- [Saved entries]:
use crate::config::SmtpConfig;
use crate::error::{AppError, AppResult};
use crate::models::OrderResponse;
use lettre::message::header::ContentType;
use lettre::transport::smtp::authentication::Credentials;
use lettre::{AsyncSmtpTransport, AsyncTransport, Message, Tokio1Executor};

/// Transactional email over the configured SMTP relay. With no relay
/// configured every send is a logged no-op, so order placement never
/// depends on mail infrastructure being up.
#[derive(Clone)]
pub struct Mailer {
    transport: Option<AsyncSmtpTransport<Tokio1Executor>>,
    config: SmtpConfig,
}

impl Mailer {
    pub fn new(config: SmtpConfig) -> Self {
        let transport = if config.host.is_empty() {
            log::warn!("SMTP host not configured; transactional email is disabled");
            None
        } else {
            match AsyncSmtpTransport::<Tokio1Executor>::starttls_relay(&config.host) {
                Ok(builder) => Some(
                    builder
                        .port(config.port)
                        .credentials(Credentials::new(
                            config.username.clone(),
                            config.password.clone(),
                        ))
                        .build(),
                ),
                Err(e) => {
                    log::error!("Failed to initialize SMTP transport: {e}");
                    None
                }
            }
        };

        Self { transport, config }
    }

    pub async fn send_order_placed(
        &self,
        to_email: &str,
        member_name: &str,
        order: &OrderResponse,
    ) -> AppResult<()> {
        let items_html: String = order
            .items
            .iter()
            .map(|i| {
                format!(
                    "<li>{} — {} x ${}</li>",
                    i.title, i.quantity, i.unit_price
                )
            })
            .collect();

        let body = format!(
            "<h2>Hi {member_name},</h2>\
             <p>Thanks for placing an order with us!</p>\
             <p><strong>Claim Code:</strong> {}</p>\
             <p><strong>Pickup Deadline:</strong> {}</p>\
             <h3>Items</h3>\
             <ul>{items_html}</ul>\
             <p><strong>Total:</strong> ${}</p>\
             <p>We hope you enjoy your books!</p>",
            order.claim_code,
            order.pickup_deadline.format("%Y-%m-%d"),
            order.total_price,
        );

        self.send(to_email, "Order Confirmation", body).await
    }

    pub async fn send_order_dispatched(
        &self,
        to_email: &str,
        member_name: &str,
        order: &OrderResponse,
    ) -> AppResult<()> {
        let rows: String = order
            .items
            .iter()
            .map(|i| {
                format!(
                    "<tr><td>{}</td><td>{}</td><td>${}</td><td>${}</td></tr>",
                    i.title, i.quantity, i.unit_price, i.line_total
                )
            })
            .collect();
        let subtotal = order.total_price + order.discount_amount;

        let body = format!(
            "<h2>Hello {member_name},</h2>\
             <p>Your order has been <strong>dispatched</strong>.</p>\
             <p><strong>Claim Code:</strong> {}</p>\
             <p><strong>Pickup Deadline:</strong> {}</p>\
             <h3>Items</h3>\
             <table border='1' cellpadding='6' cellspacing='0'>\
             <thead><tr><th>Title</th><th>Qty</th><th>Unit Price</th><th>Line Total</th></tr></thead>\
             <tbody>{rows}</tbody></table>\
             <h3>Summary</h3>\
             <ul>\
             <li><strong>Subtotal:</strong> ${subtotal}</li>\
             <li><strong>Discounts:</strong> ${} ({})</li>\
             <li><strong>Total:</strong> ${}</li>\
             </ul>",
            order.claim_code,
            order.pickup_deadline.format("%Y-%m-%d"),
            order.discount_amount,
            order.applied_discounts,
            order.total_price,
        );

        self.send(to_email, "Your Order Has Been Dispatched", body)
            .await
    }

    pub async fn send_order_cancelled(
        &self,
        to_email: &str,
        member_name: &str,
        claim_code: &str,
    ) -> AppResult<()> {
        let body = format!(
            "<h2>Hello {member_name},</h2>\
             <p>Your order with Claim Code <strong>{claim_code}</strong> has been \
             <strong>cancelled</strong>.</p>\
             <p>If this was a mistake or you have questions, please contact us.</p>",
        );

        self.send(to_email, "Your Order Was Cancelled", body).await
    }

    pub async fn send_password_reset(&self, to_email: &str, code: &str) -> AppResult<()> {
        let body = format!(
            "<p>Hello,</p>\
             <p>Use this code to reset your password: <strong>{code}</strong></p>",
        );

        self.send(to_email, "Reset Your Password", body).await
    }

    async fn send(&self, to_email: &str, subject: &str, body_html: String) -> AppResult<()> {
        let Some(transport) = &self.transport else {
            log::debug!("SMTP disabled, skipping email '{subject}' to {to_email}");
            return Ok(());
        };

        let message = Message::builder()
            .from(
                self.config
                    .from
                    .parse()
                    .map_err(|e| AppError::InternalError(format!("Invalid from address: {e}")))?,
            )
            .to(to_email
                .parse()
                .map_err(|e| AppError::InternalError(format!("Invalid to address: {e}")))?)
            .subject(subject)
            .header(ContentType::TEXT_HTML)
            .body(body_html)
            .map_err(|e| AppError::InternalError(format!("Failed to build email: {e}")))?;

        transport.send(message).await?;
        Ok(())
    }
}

* * *

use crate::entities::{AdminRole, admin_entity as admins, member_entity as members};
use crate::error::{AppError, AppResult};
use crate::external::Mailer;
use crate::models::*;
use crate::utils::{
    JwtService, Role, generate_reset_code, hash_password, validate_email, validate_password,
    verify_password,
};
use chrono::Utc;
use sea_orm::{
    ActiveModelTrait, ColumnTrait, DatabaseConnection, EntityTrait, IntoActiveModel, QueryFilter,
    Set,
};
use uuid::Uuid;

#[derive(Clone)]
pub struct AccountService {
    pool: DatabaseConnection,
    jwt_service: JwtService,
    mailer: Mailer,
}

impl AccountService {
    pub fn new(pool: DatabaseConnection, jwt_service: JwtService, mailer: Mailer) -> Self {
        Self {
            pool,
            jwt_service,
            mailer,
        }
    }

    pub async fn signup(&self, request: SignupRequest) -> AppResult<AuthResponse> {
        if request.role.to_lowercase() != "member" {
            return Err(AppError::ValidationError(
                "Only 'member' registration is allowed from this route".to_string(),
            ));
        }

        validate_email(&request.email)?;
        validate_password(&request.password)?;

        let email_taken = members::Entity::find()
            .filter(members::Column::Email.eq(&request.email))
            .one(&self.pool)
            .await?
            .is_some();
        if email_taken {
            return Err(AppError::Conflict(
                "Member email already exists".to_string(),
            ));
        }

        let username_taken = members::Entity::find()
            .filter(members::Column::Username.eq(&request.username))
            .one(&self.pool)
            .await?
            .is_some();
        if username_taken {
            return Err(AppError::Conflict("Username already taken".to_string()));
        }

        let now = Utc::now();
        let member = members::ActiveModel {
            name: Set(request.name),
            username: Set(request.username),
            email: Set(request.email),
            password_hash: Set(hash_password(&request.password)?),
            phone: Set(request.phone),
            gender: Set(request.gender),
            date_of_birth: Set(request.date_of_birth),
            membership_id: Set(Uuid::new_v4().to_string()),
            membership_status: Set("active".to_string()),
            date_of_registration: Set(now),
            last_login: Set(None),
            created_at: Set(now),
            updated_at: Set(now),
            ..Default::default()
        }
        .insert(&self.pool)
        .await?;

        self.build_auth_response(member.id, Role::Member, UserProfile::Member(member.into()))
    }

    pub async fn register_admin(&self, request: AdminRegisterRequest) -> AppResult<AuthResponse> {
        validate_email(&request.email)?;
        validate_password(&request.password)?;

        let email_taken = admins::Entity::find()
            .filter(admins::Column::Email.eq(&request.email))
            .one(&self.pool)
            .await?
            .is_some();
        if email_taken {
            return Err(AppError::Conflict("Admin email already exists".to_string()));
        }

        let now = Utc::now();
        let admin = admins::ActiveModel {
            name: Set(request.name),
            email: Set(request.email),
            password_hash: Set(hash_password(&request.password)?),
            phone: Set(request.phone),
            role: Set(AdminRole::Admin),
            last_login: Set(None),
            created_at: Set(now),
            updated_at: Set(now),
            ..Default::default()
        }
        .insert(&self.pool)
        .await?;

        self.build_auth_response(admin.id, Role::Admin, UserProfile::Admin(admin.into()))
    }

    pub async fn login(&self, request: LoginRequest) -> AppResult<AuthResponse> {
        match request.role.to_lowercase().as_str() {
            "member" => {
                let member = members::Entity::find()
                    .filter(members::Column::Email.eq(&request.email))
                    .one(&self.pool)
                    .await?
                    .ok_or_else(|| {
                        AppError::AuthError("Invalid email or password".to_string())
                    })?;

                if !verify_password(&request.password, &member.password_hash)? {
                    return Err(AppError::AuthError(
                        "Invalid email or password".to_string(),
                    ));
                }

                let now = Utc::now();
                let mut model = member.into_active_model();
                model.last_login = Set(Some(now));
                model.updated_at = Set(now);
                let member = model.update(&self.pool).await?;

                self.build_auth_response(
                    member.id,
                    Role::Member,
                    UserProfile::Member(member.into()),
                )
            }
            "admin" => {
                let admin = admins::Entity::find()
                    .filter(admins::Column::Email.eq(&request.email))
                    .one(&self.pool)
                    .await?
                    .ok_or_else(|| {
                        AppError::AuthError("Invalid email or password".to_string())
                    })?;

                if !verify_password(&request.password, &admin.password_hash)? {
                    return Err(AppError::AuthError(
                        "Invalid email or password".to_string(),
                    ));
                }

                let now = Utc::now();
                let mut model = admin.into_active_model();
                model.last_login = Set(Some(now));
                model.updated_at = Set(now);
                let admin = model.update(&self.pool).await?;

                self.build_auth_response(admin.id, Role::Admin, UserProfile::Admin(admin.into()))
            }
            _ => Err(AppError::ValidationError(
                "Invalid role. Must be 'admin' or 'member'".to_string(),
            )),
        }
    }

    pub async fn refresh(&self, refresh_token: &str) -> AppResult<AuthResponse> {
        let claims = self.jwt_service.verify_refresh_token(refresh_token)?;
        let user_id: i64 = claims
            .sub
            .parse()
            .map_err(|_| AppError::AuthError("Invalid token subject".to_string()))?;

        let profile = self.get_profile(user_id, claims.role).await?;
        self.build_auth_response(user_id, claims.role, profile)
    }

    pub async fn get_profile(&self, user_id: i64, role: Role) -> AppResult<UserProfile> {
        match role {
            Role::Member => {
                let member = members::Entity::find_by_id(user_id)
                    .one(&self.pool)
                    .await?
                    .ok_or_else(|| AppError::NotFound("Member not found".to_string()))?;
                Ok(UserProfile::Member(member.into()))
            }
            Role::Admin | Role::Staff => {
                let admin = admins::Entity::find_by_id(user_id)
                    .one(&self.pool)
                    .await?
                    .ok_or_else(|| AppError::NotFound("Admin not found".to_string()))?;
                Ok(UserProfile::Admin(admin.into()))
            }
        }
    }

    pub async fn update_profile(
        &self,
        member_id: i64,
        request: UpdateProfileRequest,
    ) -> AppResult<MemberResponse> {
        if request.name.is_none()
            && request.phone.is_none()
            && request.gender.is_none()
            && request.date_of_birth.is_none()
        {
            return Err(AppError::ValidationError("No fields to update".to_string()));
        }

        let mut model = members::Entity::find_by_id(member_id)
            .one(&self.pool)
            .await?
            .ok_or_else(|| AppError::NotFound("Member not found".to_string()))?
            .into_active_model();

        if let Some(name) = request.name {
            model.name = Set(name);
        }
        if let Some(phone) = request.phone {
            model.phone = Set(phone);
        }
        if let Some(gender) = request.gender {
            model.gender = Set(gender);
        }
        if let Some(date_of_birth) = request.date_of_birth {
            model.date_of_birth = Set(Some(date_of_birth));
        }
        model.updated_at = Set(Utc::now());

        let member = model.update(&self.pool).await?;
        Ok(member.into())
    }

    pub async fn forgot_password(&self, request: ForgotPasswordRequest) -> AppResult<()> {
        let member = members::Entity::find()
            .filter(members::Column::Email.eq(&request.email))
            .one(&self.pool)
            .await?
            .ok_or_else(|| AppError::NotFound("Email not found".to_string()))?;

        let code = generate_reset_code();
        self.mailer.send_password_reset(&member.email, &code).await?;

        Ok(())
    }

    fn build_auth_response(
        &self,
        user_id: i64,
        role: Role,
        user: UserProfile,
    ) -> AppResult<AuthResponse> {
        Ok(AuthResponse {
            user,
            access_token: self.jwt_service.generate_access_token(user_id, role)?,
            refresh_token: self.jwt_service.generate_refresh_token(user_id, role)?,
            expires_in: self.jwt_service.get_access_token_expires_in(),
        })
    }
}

- [Exercise details]: Would you retype exactly the lines above, from the line with "use crate::config::SmtpConfig;" to the line with "order placement never", with both end lines kept and nothing more?

- [Exercise answer]:
use crate::config::SmtpConfig;
use crate::error::{AppError, AppResult};
use crate::models::OrderResponse;
use lettre::message::header::ContentType;
use lettre::transport::smtp::authentication::Credentials;
use lettre::{AsyncSmtpTransport, AsyncTransport, Message, Tokio1Executor};

/// Transactional email over the configured SMTP relay. With no relay
/// configured every send is a logged no-op, so order placement never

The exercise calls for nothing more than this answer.